On 20 July 2004, Mr Rose arranged for his friend, Mr Pettigrove to be taken by ambulance to the Manning Base Hospital as he was concerned about his mental state. Mr Pettigrove was compulsorily detained, but discharged the next day into the care of Mr Rose who was to drive him from New South Wales to Victoria (where Mr Pettigrove's mother lived).
On the journey, Mr Pettigrove strangled and killed Mr Rose. Mr Rose's mother and two sisters sought damages for nervous shock arising from the manner of Mr Rose's death from the Hospital.
The plaintiffs were initially unsuccessful on the basis that negligence and causation had not been established. They appealed against this decision to the Court of Appeal, which found that the hospital had control over the source of risk to Mr Rose and as such owed him a duty of care. The Court also found that the decision to discharge Mr Pettigrove was negligent and that this caused Mr Rose’s death and the resulting injury to the plaintiffs.
The court was unimpressed by an argument that a finding of liability would prompt a defensive frame of mind and a bias towards detention, stating that "the Court ought to be slow to conclude that a medical practitioner, acting true to his or her profession, would permit the process of formulating a professional opinion to be distorted by the prospect of civil liability".
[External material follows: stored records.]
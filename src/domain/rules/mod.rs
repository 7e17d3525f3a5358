// Domain rules - Validation and default-substitution policies

use std::path::PathBuf;

use url::Url;

use crate::domain::errors::*;
use crate::domain::model::*;

/// Schemes ffmpeg is allowed to read sources from
const REMOTE_SCHEMES: &[&str] = &["http", "https", "rtmp", "rtsp"];

/// Rules for trim ranges
pub struct RangeRules;

impl RangeRules {
    /// Start must be non-negative and strictly before end
    pub fn validate(start: &TimeSpec, end: &TimeSpec) -> Result<(), DomainError> {
        if start.seconds < 0.0 {
            return Err(DomainError::InvalidTimeRange(format!(
                "start ({}) cannot be negative",
                start.seconds
            )));
        }
        if end.seconds <= start.seconds {
            return Err(DomainError::InvalidTimeRange(format!(
                "start ({}) must be less than end ({})",
                start, end
            )));
        }
        Ok(())
    }
}

/// Rules for HLS rendition parameters
pub struct VariantRules;

impl VariantRules {
    pub fn validate(option: &VariantOption) -> Result<(), DomainError> {
        if !(option.scale > 0.0 && option.scale <= 1.0) {
            return Err(DomainError::BadArgs(format!(
                "Variant scale must be in (0, 1], got {}",
                option.scale
            )));
        }
        Self::validate_bitrate(&option.max_bitrate)?;
        Self::validate_bitrate(&option.bitrate)?;
        Ok(())
    }

    /// Accepts ffmpeg bitrate notation: digits with an optional k/M suffix
    pub fn validate_bitrate(bitrate: &str) -> Result<(), DomainError> {
        let digits = bitrate
            .strip_suffix(['k', 'K', 'm', 'M'])
            .unwrap_or(bitrate);
        if digits.is_empty() || !digits.chars().all(|c| c.is_ascii_digit()) {
            return Err(DomainError::BadArgs(format!(
                "Invalid bitrate '{}'. Expected e.g. 2000k or 5M",
                bitrate
            )));
        }
        if digits.chars().all(|c| c == '0') {
            return Err(DomainError::BadArgs(format!(
                "Bitrate must be positive: {}",
                bitrate
            )));
        }
        Ok(())
    }
}

/// Rules for media sources
pub struct SourceRules;

impl SourceRules {
    /// Validate a URL handed to the URL-to-file conversion
    pub fn validate_url(source: &str) -> Result<Url, DomainError> {
        let url = Url::parse(source.trim())
            .map_err(|e| DomainError::InvalidUrl(format!("{}: {}", source, e)))?;
        let scheme = url.scheme();
        if !REMOTE_SCHEMES.contains(&scheme) && scheme != "file" {
            return Err(DomainError::InvalidUrl(format!(
                "unsupported scheme '{}' in {}",
                scheme, source
            )));
        }
        if scheme != "file" && url.host_str().is_none() {
            return Err(DomainError::InvalidUrl(format!("missing host in {}", source)));
        }
        Ok(url)
    }

    /// Local path named by a `file://` URL; `None` for anything else
    pub fn file_url_path(source: &str) -> Result<Option<PathBuf>, DomainError> {
        match Url::parse(source.trim()) {
            Ok(url) if url.scheme() == "file" => url.to_file_path().map(Some).map_err(|_| {
                DomainError::InvalidUrl(format!("{} does not name a local file", source))
            }),
            _ => Ok(None),
        }
    }

    /// Whether an input string names a network source rather than a local file
    pub fn is_remote(source: &str) -> bool {
        Url::parse(source.trim())
            .map(|url| REMOTE_SCHEMES.contains(&url.scheme()))
            .unwrap_or(false)
    }
}

/// Rules for generated file names
pub struct NamingRules;

impl NamingRules {
    /// Replace separators and characters that common filesystems reject
    pub fn sanitize_stem(stem: &str) -> Result<String, DomainError> {
        let sanitized: String = stem
            .trim()
            .chars()
            .map(|c| match c {
                '/' | '\\' | '<' | '>' | ':' | '"' | '|' | '?' | '*' => '_',
                c if c.is_control() => '_',
                c => c,
            })
            .collect();
        let sanitized = sanitized.trim_matches('.').to_string();
        if sanitized.is_empty() {
            return Err(DomainError::BadArgs(format!(
                "File name '{}' is empty after sanitizing",
                stem
            )));
        }
        Ok(sanitized)
    }
}

/// Rules for engine filter expressions
pub struct FilterRules;

impl FilterRules {
    /// Scale filter that keeps both dimensions even, as H.264 requires
    pub fn even_scale(scale: f64) -> String {
        format!("scale=trunc(iw*{scale}/2)*2:trunc(ih*{scale}/2)*2")
    }
}

#[cfg(test)]
mod tests;
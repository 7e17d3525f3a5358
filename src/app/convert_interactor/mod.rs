// Convert interactor - Saves a network stream to a local file

use std::sync::Arc;

use tracing::info;

use crate::app::{resolve_output, run_engine, CONVERT_FOLDER};
use crate::domain::errors::*;
use crate::domain::model::*;
use crate::domain::rules::SourceRules;
use crate::engine::convert;
use crate::ports::*;
use crate::utils::path::PathUtils;

/// Interactor for URL-to-file conversion
pub struct ConvertInteractor {
    execute_port: Arc<dyn ExecutePort>,
    fs_port: Arc<dyn FsPort>,
    config_port: Arc<dyn ConfigPort>,
}

impl ConvertInteractor {
    pub fn new(
        execute_port: Arc<dyn ExecutePort>,
        fs_port: Arc<dyn FsPort>,
        config_port: Arc<dyn ConfigPort>,
    ) -> Self {
        Self {
            execute_port,
            fs_port,
            config_port,
        }
    }

    pub async fn convert_url(&self, request: ConvertRequest) -> Result<MediaOutput, DomainError> {
        let url = SourceRules::validate_url(&request.source_url)?;
        info!(url = %url, "Starting URL conversion");

        let config = self.config_port.current().await;
        let format = request.output_format();
        let target = resolve_output(
            self.fs_port.as_ref(),
            &config,
            &request.location,
            CONVERT_FOLDER,
            || PathUtils::timestamped(&PathUtils::url_stem(&url)),
            Some(format.extension()),
        )
        .await?;
        let output_path = target.file(format.extension());

        let command = convert::build(&request, &output_path);
        let report = run_engine(self.execute_port.as_ref(), &command).await?;

        info!(output = %output_path.display(), "URL conversion completed");
        Ok(MediaOutput {
            output_path,
            report,
        })
    }
}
Of course, as well as their patients and (at least in the circumstances that lead to the death of Mr Rose) the friends and families of their patients, health service providers owe a duty of care to their employees, including those faced with the challenge of caring for patients with mental illness. Queensland Health took steps to manage that risk by providing training to nurses in mental health units in certain aspects of self defence. It would however have been disappointed with the outcome in the recent case of Munro v State of Queensland2, where the plaintiff recovered damages after falling while undertaking the training program.
Each case turns upon its own facts, but the above examples illustrate the challenges health care providers face when trying to balance their obligations to their patients, their staff and third parties who may be affected by the actions of their patients. Given the current and expected future focus on this area, these are challenges that are likely to become more rather than less prominent in the future.